To do
Among the entries below, only the lines starting at the one with "tokio::time::sleep(self.0).await;" and ending at the one with "fn window(energy: f64)", both included, are to be printed exactly.

Dataset entries
┄┄┄┄┄┄┄┄┄┄┄┄┄┄┄┄┄┄┄┄

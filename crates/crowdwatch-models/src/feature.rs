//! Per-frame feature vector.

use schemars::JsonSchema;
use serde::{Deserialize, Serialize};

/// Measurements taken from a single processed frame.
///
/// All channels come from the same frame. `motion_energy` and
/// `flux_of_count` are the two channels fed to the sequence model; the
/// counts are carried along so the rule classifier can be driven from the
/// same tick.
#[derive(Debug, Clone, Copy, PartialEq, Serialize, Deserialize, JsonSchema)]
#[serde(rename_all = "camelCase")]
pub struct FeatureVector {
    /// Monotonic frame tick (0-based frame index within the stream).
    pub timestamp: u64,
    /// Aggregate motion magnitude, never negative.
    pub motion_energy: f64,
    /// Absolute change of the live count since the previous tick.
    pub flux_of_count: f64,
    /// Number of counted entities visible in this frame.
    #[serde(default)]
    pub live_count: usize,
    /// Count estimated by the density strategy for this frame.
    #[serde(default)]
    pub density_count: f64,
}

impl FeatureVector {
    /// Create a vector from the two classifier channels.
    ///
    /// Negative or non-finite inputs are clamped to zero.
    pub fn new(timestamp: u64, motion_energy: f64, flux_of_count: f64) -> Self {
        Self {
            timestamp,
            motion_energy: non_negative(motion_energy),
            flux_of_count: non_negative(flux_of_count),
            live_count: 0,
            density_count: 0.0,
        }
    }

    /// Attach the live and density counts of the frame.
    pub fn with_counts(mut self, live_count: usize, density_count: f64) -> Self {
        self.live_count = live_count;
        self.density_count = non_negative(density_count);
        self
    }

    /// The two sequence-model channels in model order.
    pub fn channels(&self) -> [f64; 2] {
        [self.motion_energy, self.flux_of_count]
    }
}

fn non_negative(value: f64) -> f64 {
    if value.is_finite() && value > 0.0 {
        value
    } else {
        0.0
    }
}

┄┄┄┄┄┄┄┄┄┄┄┄┄┄┄┄┄┄┄┄

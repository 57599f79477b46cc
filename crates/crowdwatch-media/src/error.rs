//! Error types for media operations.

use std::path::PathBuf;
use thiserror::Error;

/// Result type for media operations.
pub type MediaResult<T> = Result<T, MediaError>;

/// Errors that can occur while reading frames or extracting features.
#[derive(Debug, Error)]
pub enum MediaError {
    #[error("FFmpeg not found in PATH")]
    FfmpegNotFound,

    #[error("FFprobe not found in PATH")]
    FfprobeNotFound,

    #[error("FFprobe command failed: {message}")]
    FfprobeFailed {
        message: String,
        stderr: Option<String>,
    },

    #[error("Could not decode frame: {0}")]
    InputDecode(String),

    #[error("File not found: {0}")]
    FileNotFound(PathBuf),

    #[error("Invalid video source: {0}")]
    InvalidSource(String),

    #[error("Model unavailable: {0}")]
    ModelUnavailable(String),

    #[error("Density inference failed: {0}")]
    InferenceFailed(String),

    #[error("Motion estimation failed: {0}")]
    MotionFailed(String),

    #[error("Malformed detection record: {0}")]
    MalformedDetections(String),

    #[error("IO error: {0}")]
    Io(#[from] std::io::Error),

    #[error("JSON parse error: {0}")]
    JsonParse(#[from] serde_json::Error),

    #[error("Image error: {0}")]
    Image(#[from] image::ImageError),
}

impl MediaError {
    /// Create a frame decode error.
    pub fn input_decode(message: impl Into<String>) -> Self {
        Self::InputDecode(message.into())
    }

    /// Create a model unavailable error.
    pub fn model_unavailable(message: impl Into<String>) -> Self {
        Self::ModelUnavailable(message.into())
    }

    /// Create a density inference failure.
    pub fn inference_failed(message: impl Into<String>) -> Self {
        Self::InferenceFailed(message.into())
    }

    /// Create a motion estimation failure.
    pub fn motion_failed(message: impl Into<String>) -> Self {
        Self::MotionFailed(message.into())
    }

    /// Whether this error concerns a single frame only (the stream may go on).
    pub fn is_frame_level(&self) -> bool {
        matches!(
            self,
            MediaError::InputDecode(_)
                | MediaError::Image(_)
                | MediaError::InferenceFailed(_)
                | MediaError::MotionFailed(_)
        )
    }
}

┄┄┄┄┄┄┄┄┄┄┄┄┄┄┄┄┄┄┄┄

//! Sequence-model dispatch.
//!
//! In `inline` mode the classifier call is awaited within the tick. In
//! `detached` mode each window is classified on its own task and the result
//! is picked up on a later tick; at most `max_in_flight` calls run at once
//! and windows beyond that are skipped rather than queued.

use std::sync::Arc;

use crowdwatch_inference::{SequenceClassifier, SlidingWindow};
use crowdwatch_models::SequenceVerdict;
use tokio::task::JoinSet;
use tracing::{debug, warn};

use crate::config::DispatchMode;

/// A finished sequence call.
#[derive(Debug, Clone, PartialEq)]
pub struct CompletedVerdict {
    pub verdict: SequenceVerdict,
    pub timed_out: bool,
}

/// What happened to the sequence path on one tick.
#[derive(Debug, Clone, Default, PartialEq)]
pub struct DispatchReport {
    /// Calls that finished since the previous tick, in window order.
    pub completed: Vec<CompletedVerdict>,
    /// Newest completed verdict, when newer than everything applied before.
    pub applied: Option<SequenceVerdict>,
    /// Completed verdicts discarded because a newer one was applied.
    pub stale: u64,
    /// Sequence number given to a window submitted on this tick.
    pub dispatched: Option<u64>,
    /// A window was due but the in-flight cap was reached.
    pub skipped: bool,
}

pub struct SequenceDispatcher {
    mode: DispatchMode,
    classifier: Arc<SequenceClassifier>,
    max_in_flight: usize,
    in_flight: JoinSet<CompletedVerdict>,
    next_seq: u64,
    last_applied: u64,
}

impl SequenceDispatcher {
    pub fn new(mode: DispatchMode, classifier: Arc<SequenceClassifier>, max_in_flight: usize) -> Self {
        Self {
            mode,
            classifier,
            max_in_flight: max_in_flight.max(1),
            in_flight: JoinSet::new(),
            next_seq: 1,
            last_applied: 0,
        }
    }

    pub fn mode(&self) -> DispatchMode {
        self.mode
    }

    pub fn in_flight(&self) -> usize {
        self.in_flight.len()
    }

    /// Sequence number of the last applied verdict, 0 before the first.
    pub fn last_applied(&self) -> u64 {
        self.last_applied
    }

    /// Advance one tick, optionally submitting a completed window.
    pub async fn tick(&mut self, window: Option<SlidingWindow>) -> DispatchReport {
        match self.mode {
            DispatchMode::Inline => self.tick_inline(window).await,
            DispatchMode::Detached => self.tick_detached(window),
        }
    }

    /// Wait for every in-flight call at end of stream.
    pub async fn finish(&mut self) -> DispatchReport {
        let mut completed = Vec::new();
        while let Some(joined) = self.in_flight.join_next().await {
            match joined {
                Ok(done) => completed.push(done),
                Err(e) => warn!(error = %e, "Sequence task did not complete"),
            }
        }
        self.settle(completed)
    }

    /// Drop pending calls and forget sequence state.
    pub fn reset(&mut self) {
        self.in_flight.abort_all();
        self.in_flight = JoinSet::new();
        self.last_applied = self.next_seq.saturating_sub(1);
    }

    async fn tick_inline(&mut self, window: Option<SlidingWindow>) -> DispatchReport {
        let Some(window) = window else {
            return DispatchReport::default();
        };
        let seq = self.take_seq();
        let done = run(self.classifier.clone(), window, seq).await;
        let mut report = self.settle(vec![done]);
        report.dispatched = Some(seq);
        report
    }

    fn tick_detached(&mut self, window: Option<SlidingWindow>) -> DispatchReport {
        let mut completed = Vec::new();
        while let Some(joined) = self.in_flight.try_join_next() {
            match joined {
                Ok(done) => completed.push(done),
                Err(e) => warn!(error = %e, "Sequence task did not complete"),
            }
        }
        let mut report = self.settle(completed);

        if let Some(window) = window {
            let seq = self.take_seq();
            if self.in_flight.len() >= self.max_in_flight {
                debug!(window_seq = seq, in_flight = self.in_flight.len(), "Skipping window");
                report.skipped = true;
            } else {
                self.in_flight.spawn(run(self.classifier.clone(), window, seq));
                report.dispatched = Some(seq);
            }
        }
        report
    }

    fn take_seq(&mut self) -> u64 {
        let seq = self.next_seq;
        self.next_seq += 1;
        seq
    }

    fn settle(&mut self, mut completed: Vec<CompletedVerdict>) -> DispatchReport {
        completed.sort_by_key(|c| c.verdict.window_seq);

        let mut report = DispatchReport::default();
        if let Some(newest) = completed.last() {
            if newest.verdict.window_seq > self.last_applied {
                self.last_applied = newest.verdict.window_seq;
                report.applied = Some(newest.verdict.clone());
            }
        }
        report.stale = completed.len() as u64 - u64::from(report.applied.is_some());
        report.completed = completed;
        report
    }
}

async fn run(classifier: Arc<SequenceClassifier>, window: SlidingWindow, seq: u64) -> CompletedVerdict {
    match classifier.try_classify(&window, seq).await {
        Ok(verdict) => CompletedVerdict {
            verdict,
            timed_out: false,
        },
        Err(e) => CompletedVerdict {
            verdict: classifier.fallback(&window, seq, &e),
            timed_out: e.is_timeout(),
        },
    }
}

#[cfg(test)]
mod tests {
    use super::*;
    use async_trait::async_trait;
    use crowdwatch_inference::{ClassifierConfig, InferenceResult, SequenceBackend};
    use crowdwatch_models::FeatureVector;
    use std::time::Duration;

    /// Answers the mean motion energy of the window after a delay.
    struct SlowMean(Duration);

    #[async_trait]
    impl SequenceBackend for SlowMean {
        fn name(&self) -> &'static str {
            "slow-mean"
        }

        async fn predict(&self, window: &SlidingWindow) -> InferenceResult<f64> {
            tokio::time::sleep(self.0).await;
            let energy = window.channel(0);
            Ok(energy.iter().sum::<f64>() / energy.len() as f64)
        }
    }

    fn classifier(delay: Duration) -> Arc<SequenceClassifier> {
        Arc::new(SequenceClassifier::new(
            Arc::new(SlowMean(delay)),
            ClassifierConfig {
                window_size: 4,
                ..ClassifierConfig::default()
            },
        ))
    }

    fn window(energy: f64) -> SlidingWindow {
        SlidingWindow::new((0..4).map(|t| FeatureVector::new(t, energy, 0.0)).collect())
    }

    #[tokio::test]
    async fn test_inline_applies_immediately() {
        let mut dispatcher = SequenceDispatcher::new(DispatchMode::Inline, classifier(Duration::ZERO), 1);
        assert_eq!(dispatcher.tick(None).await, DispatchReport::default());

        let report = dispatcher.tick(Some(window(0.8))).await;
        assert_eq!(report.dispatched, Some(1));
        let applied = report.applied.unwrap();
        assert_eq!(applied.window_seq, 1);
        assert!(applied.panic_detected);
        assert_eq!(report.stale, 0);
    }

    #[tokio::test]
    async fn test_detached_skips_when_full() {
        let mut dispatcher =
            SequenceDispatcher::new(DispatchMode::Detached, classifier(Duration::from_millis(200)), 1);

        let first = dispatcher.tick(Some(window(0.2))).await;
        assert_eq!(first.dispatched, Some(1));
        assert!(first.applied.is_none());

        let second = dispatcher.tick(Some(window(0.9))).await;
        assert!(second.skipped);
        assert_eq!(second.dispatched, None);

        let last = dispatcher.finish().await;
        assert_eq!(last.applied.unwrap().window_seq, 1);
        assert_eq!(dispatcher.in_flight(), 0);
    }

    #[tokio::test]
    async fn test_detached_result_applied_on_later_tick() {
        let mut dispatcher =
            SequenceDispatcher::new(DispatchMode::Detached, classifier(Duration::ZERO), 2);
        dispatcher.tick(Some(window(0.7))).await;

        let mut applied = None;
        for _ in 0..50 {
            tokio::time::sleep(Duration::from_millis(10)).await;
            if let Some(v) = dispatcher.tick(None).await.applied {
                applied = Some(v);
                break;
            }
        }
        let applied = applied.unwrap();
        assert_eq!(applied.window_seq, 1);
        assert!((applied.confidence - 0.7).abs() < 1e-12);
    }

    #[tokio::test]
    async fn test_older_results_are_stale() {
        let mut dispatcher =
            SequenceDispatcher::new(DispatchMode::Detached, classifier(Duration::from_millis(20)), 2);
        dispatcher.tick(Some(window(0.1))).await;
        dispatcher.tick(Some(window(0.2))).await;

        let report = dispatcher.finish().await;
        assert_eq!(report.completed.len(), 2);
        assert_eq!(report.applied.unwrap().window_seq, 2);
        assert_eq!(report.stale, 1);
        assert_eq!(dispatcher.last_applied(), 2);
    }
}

┄┄┄┄┄┄┄┄┄┄┄┄┄┄┄┄┄┄┄┄

Answer below
            tokio::time::sleep(self.0).await;
            let energy = window.channel(0);
            Ok(energy.iter().sum::<f64>() / energy.len() as f64)
        }
    }

    fn classifier(delay: Duration) -> Arc<SequenceClassifier> {
        Arc::new(SequenceClassifier::new(
            Arc::new(SlowMean(delay)),
            ClassifierConfig {
                window_size: 4,
                ..ClassifierConfig::default()
            },
        ))
    }

    fn window(energy: f64) -> SlidingWindow {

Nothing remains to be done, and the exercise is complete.